What is required> Please copy every line below that contains the string "super".

___ Record set ___

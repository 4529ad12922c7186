//! Process-wide state Ruby expects while custom facts run
//!
//! When Ruby owns the process it starts Winsock and runs with an unbuffered
//! stdout on Windows. Embedded, neither happens, so [`PluginEnvironment`]
//! sets both up for the duration of a load and undoes them on drop. On other
//! platforms it does nothing.

/// Scoped platform setup for running custom facts
pub struct PluginEnvironment {
    #[cfg(windows)]
    inner: windows::Scope,
}

impl PluginEnvironment {
    pub fn enter() -> Self {
        Self {
            #[cfg(windows)]
            inner: windows::Scope::enter(),
        }
    }

    /// Whether networking was brought up by this scope
    pub fn networking_started(&self) -> bool {
        #[cfg(windows)]
        {
            self.inner.networking
        }
        #[cfg(not(windows))]
        {
            false
        }
    }
}

#[cfg(windows)]
mod windows {
    use std::ffi::c_uint;
    use windows_sys::Win32::Networking::WinSock::{WSACleanup, WSAStartup, WSADATA};

    const WINSOCK_VERSION: u16 = 0x0202;
    const STDOUT_INDEX: c_uint = 1;

    extern "C" {
        fn __acrt_iob_func(index: c_uint) -> *mut libc::FILE;
    }

    pub(super) struct Scope {
        pub(super) networking: bool,
    }

    impl Scope {
        pub(super) fn enter() -> Self {
            // Reference counted by Winsock, so nested scopes are fine.
            let mut data: WSADATA = unsafe { std::mem::zeroed() };
            let status = unsafe { WSAStartup(WINSOCK_VERSION, &mut data) };
            if status != 0 {
                tracing::warn!(status, "could not initialize Windows networking");
            }
            set_stdout_buffering(libc::_IONBF);
            Self {
                networking: status == 0,
            }
        }
    }

    impl Drop for Scope {
        fn drop(&mut self) {
            set_stdout_buffering(libc::_IOLBF);
            if self.networking {
                unsafe { WSACleanup() };
            }
        }
    }

    fn set_stdout_buffering(mode: libc::c_int) {
        let status = unsafe {
            let stdout = __acrt_iob_func(STDOUT_INDEX);
            libc::setvbuf(stdout, std::ptr::null_mut(), mode, 0)
        };
        if status != 0 {
            tracing::debug!(mode, "could not change stdout buffering");
        }
    }
}

#[cfg(test)]
mod tests {
    use super::*;

    #[test]
    fn test_nested_scopes() {
        let outer = PluginEnvironment::enter();
        {
            let inner = PluginEnvironment::enter();
            assert_eq!(inner.networking_started(), cfg!(windows));
        }
        assert_eq!(outer.networking_started(), cfg!(windows));
    }
}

___

Answer section>
    pub(super) struct Scope {
        pub(super) networking: bool,
        pub(super) fn enter() -> Self {
    use super::*;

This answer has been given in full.